Table 1. Part of the email samples used for detection.

	Category	Message
0	ham	Go until jurong point, crazy.. Available only ...
1	ham	Ok lar... Joking wif u oni...
2	spam	Free entry in 2 a wkly comp to win FA Cup fina...
3	ham	U dun say so early hor... U c already then say...
4	ham	Nah I don’t think he goes to usf, he lives aro...

4. Algorithms selection

As the features of data needed to be processed in different projects are quite different, the selection of algorithm should be considered separately for each project. As DDOS attack detection contains a large amount of content that cannot be processed mathematically, linear regression cannot be selected in this simulation. Algorithms that can process these types of features, such as logistic regression, decision trees, etc., become better alternatives. After preliminary data processing, it can be found that the accuracy of logistic regression algorithm and naive Bayes algorithm is relatively low, which means they're not good choices for algorithms. As a result, decision tree and random forest are selected, for they all have the accuracy over 99 percent. In the same way, KNN algorithm and decision tree algorithm are also adopted in spam detection and malware detection.

5. Parameters tuning

Although some algorithms with low accuracy have been eliminated in the process of algorithm selection, it is still not guaranteed that the selected algorithm can fit the model, and overfitting phenomenon will not occur. In order to make the model as accurate as possible, parameter adjustment is an essential step in this simulation.

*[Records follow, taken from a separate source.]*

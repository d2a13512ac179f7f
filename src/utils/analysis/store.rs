//! Published graph handle
//!
//! Readers take an `Arc` snapshot and keep using it even if a newer graph is
//! published while they work.

use crate::core::{AnswerPath, GraphError};
use crate::utils::analysis::graph::CodeGraph;
use crate::utils::analysis::query::PathResolver;
use std::path::Path;
use std::sync::{Arc, RwLock};

#[derive(Debug)]
pub struct GraphStore {
    current: RwLock<Arc<CodeGraph>>,
    max_hops: Option<usize>,
}

impl Default for GraphStore {
    fn default() -> Self {
        Self::new(CodeGraph::empty())
    }
}

impl GraphStore {
    pub fn new(graph: CodeGraph) -> Self {
        Self {
            current: RwLock::new(Arc::new(graph)),
            max_hops: None,
        }
    }

    pub fn with_max_hops(mut self, max_hops: Option<usize>) -> Self {
        self.max_hops = max_hops;
        self
    }

    /// Startup load; this is the only failure that leaves the graph layer.
    pub fn load_from_file(path: &Path) -> Result<Self, GraphError> {
        let graph = CodeGraph::load(path)?;
        log::info!(
            "Loaded graph {:?}: {} nodes, {} edges",
            path,
            graph.metadata().node_count,
            graph.metadata().edge_count
        );
        Ok(Self::new(graph))
    }

    pub fn snapshot(&self) -> Arc<CodeGraph> {
        let guard = self.current.read().unwrap_or_else(|e| e.into_inner());
        Arc::clone(&guard)
    }

    /// Swaps in a new graph and returns the previous one.
    pub fn publish(&self, graph: CodeGraph) -> Arc<CodeGraph> {
        let next = Arc::new(graph);
        let mut guard = self.current.write().unwrap_or_else(|e| e.into_inner());
        std::mem::replace(&mut *guard, next)
    }

    /// Resolves seeds against the current snapshot; an empty graph yields an empty path.
    pub fn resolve<S: AsRef<str>>(&self, seed_ids: &[S]) -> AnswerPath {
        let graph = self.snapshot();
        PathResolver::new(&graph)
            .with_max_hops(self.max_hops)
            .resolve(seed_ids)
    }
}

#[cfg(test)]
mod tests {
    use super::*;
    use crate::core::{Language, Node, NodeKind, ScanSummary};
    use std::thread;

    fn one_node_graph(name: &str) -> CodeGraph {
        let node = Node::new(NodeKind::Function, name, "s.rs", (1, 1), Language::Rust);
        CodeGraph::assemble(vec![node], Vec::new(), &ScanSummary::default())
    }

    #[test]
    fn test_empty_store_resolves_empty() {
        let store = GraphStore::default();
        assert!(store.resolve(&["function:a:s.rs:1"]).is_empty());
    }

    #[test]
    fn test_snapshot_survives_publish() {
        let store = GraphStore::new(one_node_graph("old"));
        let before = store.snapshot();

        let previous = store.publish(one_node_graph("new"));
        assert!(previous.contains("function:old:s.rs:1"));
        assert!(before.contains("function:old:s.rs:1"));
        assert!(store.snapshot().contains("function:new:s.rs:1"));
        assert_eq!(
            store.resolve(&["function:new:s.rs:1"]).path_nodes,
            vec!["function:new:s.rs:1".to_string()]
        );
    }

    #[test]
    fn test_concurrent_readers_see_whole_graphs() {
        let store = Arc::new(GraphStore::new(one_node_graph("a")));
        let readers: Vec<_> = (0..4)
            .map(|_| {
                let store = Arc::clone(&store);
                thread::spawn(move || {
                    for _ in 0..100 {
                        let graph = store.snapshot();
                        assert_eq!(graph.nodes().len(), 1);
                        assert_eq!(graph.metadata().node_count, 1);
                    }
                })
            })
            .collect();
        for name in ["b", "c", "d"] {
            store.publish(one_node_graph(name));
        }
        for reader in readers {
            reader.join().expect("reader panicked");
        }
    }
}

In decision tree algorithm, according to sk-learn tutorial, criterion, max depth, min samples split and min samples leaf are chosen as the parameters to be tuned. Although other parameters can also affect the results of the experiment, they are far less influential than the parameters selected. To begin, the criterion of the model should be determined, though it is not a parameter need to be tuned in most cases. In general, the Gini coefficient is more applicable than the entropy coefficient; nevertheless, whether Gini coefficient is better still needs to be verified for this project. After testing, it can be obtained that the Gini coefficient of the project is 99.40%, and the entropy coefficient is 99.38%. The Gini coefficient proved to be a better criterion for the project. In this and subsequent tests, cross validation will be used to ensure the accuracy of test results and avoid overfitting. Based on this criterion, the most suitable max depth will be tested then.

/word/media/image2.png Figure 2. Rough test for optimum max depth.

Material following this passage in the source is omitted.